LEHIGH VALLEY, Pa. (AP) -- Shares of Air Products & Chemicals Inc. rose 5 percent Thursday after the company announced it had adopted an anti-takeover plan.
Air Products said the so-called stockholder-rights plan wasn't adopted in response to any particular offer or proposal to take control of the company, but it had noticed "unusual and substantial activity" in its stock.
It would kick in if an investor or group acquires 10 percent of the company's stock — 20 percent for institutional investors — before July 24, 2014.
The company said the board believes that the anti-takeover plan "will help promote the fair and equal treatment of all stockholders" and ensure that the board can look out for shareholders' interests if somebody accumulates a large stake.
The shares rose $5.44 to $106 in afternoon trading.
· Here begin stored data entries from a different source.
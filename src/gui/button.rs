//! Clickable text button
//!
//! Buttons only draw. Hit testing happens in the game update against the same
//! `Rect`, which is why the rect comes from `Layout` rather than being
//! computed here.

use crate::text::{draw_text_centered, text_width};
use sdl2::pixels::Color;
use sdl2::rect::Rect;
use sdl2::render::Canvas;
use sdl2::video::Window;

#[derive(Debug, Clone)]
pub struct ButtonStyle {
    pub background_color: Color,
    pub border_color: Color,
    pub text_color: Color,
    pub text_scale: u32,
}

impl Default for ButtonStyle {
    fn default() -> Self {
        ButtonStyle {
            background_color: Color::RGB(224, 120, 40),
            border_color: Color::RGB(255, 255, 255),
            text_color: Color::RGB(255, 255, 255),
            text_scale: 3,
        }
    }
}

pub struct Button {
    rect: Rect,
    label: String,
    style: ButtonStyle,
}

impl Button {
    pub fn new(rect: Rect, label: &str) -> Self {
        Button {
            rect,
            label: label.to_string(),
            style: ButtonStyle::default(),
        }
    }

    /// Largest scale (up to the style's) at which the label fits with a margin
    fn label_scale(&self) -> u32 {
        let mut scale = self.style.text_scale.max(1);
        while scale > 1 && text_width(&self.label, scale) + 16 > self.rect.width() {
            scale -= 1;
        }
        scale
    }

    pub fn render(&self, canvas: &mut Canvas<Window>) -> Result<(), String> {
        canvas.set_draw_color(self.style.background_color);
        canvas.fill_rect(self.rect)?;
        canvas.set_draw_color(self.style.border_color);
        canvas.draw_rect(self.rect)?;

        let scale = self.label_scale();
        let text_y = self.rect.center().y() - (7 * scale as i32) / 2;
        draw_text_centered(
            canvas,
            &self.label,
            self.rect.center().x(),
            text_y,
            self.style.text_color,
            scale,
        )
    }
}

#[cfg(test)]
mod tests {
    use super::*;

    #[test]
    fn test_label_shrinks_to_fit() {
        let wide = Button::new(Rect::new(0, 0, 260, 50), "ACHIEVEMENTS");
        assert_eq!(wide.label_scale(), 3);

        let narrow = Button::new(Rect::new(0, 0, 150, 50), "ACHIEVEMENTS");
        assert_eq!(narrow.label_scale(), 1);

        let back = Button::new(Rect::new(0, 0, 160, 50), "BACK");
        assert_eq!(back.label_scale(), 3);
    }
}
They peaked at a 52-week high of $108.66 earlier in the day.
The stock hit a 52-week low of $76.78 last October and has been climbing ever since. The shares rallied strongly in early May, and after a late-June slump, began rising again in early July.
Under a type of plan sometimes called a poison pill, Air Products will give shareholders a preferred stock-purchase right for each share they own at the close of business Aug. 5. If the rights become exercisable, shareholders can pay the strike price to get shares with a market value of twice that price, the company said.
Air Products sells gases to industrial customers. On Tuesday, it reported a 41 percent drop in fiscal third-quarter net income on higher costs, but the profit met Wall Street expectations and revenue topped forecasts. The results from a year ago included a gain on an asset sale.